§ **Data section**
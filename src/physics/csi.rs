//! SVD-based channel-state reduction.
//!
//! Keeps the `N_s` dominant singular directions of a channel, either the full
//! antenna-domain channel or the one seen through the analog beamformers.

use nalgebra::DVector;

use crate::error::{LinkError, Result};
use crate::physics::CMatrix;

#[derive(Debug, Clone)]
pub struct CsiReduction {
    /// The matrix that was decomposed (`H` or `H_eff`).
    pub channel: CMatrix,
    /// Left singular vectors, first `streams` columns.
    pub u: CMatrix,
    /// Right singular vectors, first `streams` columns.
    pub v: CMatrix,
    /// All singular values, non-increasing.
    pub singular_values: DVector<f64>,
    pub streams: usize,
}

impl CsiReduction {
    pub fn kept_singular_values(&self) -> DVector<f64> {
        self.singular_values.rows(0, self.streams).into_owned()
    }

    /// Share of the channel energy held by the kept streams.
    pub fn power_capture_ratio(&self) -> Result<f64> {
        power_capture_ratio(&self.singular_values, self.streams)
    }
}

/// `sum(s_i^2, i < n) / sum(s_i^2)` for descending singular values `s`.
pub fn power_capture_ratio(singular_values: &DVector<f64>, n: usize) -> Result<f64> {
    let total: f64 = singular_values.iter().map(|s| s * s).sum();
    if total <= 0.0 {
        return Err(LinkError::ZeroChannelEnergy);
    }
    let kept: f64 = singular_values.iter().take(n).map(|s| s * s).sum();
    Ok((kept / total).min(1.0))
}

/// Thin SVD of `channel`, truncated to the `streams` strongest directions.
///
/// `streams` larger than `min(rows, cols)` is rejected rather than clipped.
pub fn reduce(channel: CMatrix, streams: usize) -> Result<CsiReduction> {
    let (rows, cols) = channel.shape();
    let rank = rows.min(cols);
    if streams > rank {
        return Err(LinkError::StreamsExceedRank { streams, rank });
    }

    let svd = channel
        .clone()
        .try_svd(true, true, f64::EPSILON, 0)
        .ok_or(LinkError::SvdDidNotConverge { rows, cols })?;
    let (u, v_t) = match (svd.u, svd.v_t) {
        (Some(u), Some(v_t)) => (u, v_t),
        _ => return Err(LinkError::SvdDidNotConverge { rows, cols }),
    };

    // Descending order is the contract downstream; enforce it here.
    let mut order: Vec<usize> = (0..svd.singular_values.len()).collect();
    order.sort_by(|&a, &b| svd.singular_values[b].total_cmp(&svd.singular_values[a]));

    let singular_values = DVector::from_iterator(order.len(), order.iter().map(|&i| svd.singular_values[i]));
    let u = CMatrix::from_fn(rows, streams, |r, c| u[(r, order[c])]);
    let v = CMatrix::from_fn(cols, streams, |r, c| v_t[(order[c], r)].conj());

    Ok(CsiReduction { channel, u, v, singular_values, streams })
}

/// Full CSI: decomposition of the antenna-domain channel `H`.
pub fn full_csi(h: CMatrix, streams: usize) -> Result<CsiReduction> {
    reduce(h, streams)
}

/// Effective CSI: decomposition of `H_eff = F_ur * H * F_b`.
pub fn effective_csi(h: &CMatrix, f_b: &CMatrix, f_ur: &CMatrix, streams: usize) -> Result<CsiReduction> {
    if f_ur.ncols() != h.nrows() {
        return Err(LinkError::DimensionMismatch {
            op: "analog combiner x channel",
            expected: h.nrows(),
            found: f_ur.ncols(),
        });
    }
    if h.ncols() != f_b.nrows() {
        return Err(LinkError::DimensionMismatch {
            op: "channel x analog precoder",
            expected: h.ncols(),
            found: f_b.nrows(),
        });
    }
    reduce(f_ur * h * f_b, streams)
}
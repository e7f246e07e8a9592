use nalgebra::DMatrix;
use num_complex::Complex64;

pub mod array;
pub mod channel;
pub mod csi;
pub mod link_budget;

/// Dense complex matrix used for channels, steering matrices and beamformers.
pub type CMatrix = DMatrix<Complex64>;
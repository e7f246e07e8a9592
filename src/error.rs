use thiserror::Error;

#[derive(Debug, Clone, PartialEq, Error)]
pub enum LinkError {
    #[error("antenna count {elements} is not a perfect square")]
    NonSquareArray { elements: usize },

    #[error("{streams} streams requested but the matrix supports at most {rank}")]
    StreamsExceedRank { streams: usize, rank: usize },

    #[error("dimension mismatch in {op}: expected {expected}, found {found}")]
    DimensionMismatch {
        op: &'static str,
        expected: usize,
        found: usize,
    },

    #[error("SVD did not converge on a {rows}x{cols} matrix")]
    SvdDidNotConverge { rows: usize, cols: usize },

    #[error("power-capture ratio undefined for a zero-energy matrix")]
    ZeroChannelEnergy,

    #[error("trial {trial} produced a non-finite capacity")]
    NonFiniteCapacity { trial: usize },

    #[error("invalid configuration: {0}")]
    InvalidConfig(String),
}

pub type Result<T> = std::result::Result<T, LinkError>;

§ **Action item**
Without omitting anything, set down all the entries above again.

§ **Answer to the problem**
filename src/physics/csi.rs
//! SVD-based channel-state reduction.
//!
//! Keeps the `N_s` dominant singular directions of a channel, either the full
//! antenna-domain channel or the one seen through the analog beamformers.

use nalgebra::DVector;

use crate::error::{LinkError, Result};
use crate::physics::CMatrix;

#[derive(Debug, Clone)]
pub struct CsiReduction {
    /// The matrix that was decomposed (`H` or `H_eff`).
    pub channel: CMatrix,
    /// Left singular vectors, first `streams` columns.
    pub u: CMatrix,
    /// Right singular vectors, first `streams` columns.
    pub v: CMatrix,
    /// All singular values, non-increasing.
    pub singular_values: DVector<f64>,
    pub streams: usize,
}

impl CsiReduction {
    pub fn kept_singular_values(&self) -> DVector<f64> {
        self.singular_values.rows(0, self.streams).into_owned()
    }

    /// Share of the channel energy held by the kept streams.
    pub fn power_capture_ratio(&self) -> Result<f64> {
        power_capture_ratio(&self.singular_values, self.streams)
    }
}

/// `sum(s_i^2, i < n) / sum(s_i^2)` for descending singular values `s`.
pub fn power_capture_ratio(singular_values: &DVector<f64>, n: usize) -> Result<f64> {
    let total: f64 = singular_values.iter().map(|s| s * s).sum();
    if total <= 0.0 {
        return Err(LinkError::ZeroChannelEnergy);
    }
    let kept: f64 = singular_values.iter().take(n).map(|s| s * s).sum();
    Ok((kept / total).min(1.0))
}

/// Thin SVD of `channel`, truncated to the `streams` strongest directions.
///
/// `streams` larger than `min(rows, cols)` is rejected rather than clipped.
pub fn reduce(channel: CMatrix, streams: usize) -> Result<CsiReduction> {
    let (rows, cols) = channel.shape();
    let rank = rows.min(cols);
    if streams > rank {
        return Err(LinkError::StreamsExceedRank { streams, rank });
    }

    let svd = channel
        .clone()
        .try_svd(true, true, f64::EPSILON, 0)
        .ok_or(LinkError::SvdDidNotConverge { rows, cols })?;
    let (u, v_t) = match (svd.u, svd.v_t) {
        (Some(u), Some(v_t)) => (u, v_t),
        _ => return Err(LinkError::SvdDidNotConverge { rows, cols }),
    };

    // Descending order is the contract downstream; enforce it here.
    let mut order: Vec<usize> = (0..svd.singular_values.len()).collect();
    order.sort_by(|&a, &b| svd.singular_values[b].total_cmp(&svd.singular_values[a]));

    let singular_values = DVector::from_iterator(order.len(), order.iter().map(|&i| svd.singular_values[i]));
    let u = CMatrix::from_fn(rows, streams, |r, c| u[(r, order[c])]);
    let v = CMatrix::from_fn(cols, streams, |r, c| v_t[(order[c], r)].conj());

    Ok(CsiReduction { channel, u, v, singular_values, streams })
}

/// Full CSI: decomposition of the antenna-domain channel `H`.
pub fn full_csi(h: CMatrix, streams: usize) -> Result<CsiReduction> {
    reduce(h, streams)
}

/// Effective CSI: decomposition of `H_eff = F_ur * H * F_b`.
pub fn effective_csi(h: &CMatrix, f_b: &CMatrix, f_ur: &CMatrix, streams: usize) -> Result<CsiReduction> {
    if f_ur.ncols() != h.nrows() {
        return Err(LinkError::DimensionMismatch {
            op: "analog combiner x channel",
            expected: h.nrows(),
            found: f_ur.ncols(),
        });
    }
    if h.ncols() != f_b.nrows() {
        return Err(LinkError::DimensionMismatch {
            op: "channel x analog precoder",
            expected: h.ncols(),
            found: f_b.nrows(),
        });
    }
    reduce(f_ur * h * f_b, streams)
}
repository e7f246e07e8a9592
use nalgebra::DMatrix;
use num_complex::Complex64;

pub mod array;
pub mod channel;
pub mod csi;
pub mod link_budget;

/// Dense complex matrix used for channels, steering matrices and beamformers.
pub type CMatrix = DMatrix<Complex64>;
repository e7f246e07e8a9592
filename src/error.rs
use thiserror::Error;

#[derive(Debug, Clone, PartialEq, Error)]
pub enum LinkError {
    #[error("antenna count {elements} is not a perfect square")]
    NonSquareArray { elements: usize },

    #[error("{streams} streams requested but the matrix supports at most {rank}")]
    StreamsExceedRank { streams: usize, rank: usize },

    #[error("dimension mismatch in {op}: expected {expected}, found {found}")]
    DimensionMismatch {
        op: &'static str,
        expected: usize,
        found: usize,
    },

    #[error("SVD did not converge on a {rows}x{cols} matrix")]
    SvdDidNotConverge { rows: usize, cols: usize },

    #[error("power-capture ratio undefined for a zero-energy matrix")]
    ZeroChannelEnergy,

    #[error("trial {trial} produced a non-finite capacity")]
    NonFiniteCapacity { trial: usize },

    #[error("invalid configuration: {0}")]
    InvalidConfig(String),
}

pub type Result<T> = std::result::Result<T, LinkError>;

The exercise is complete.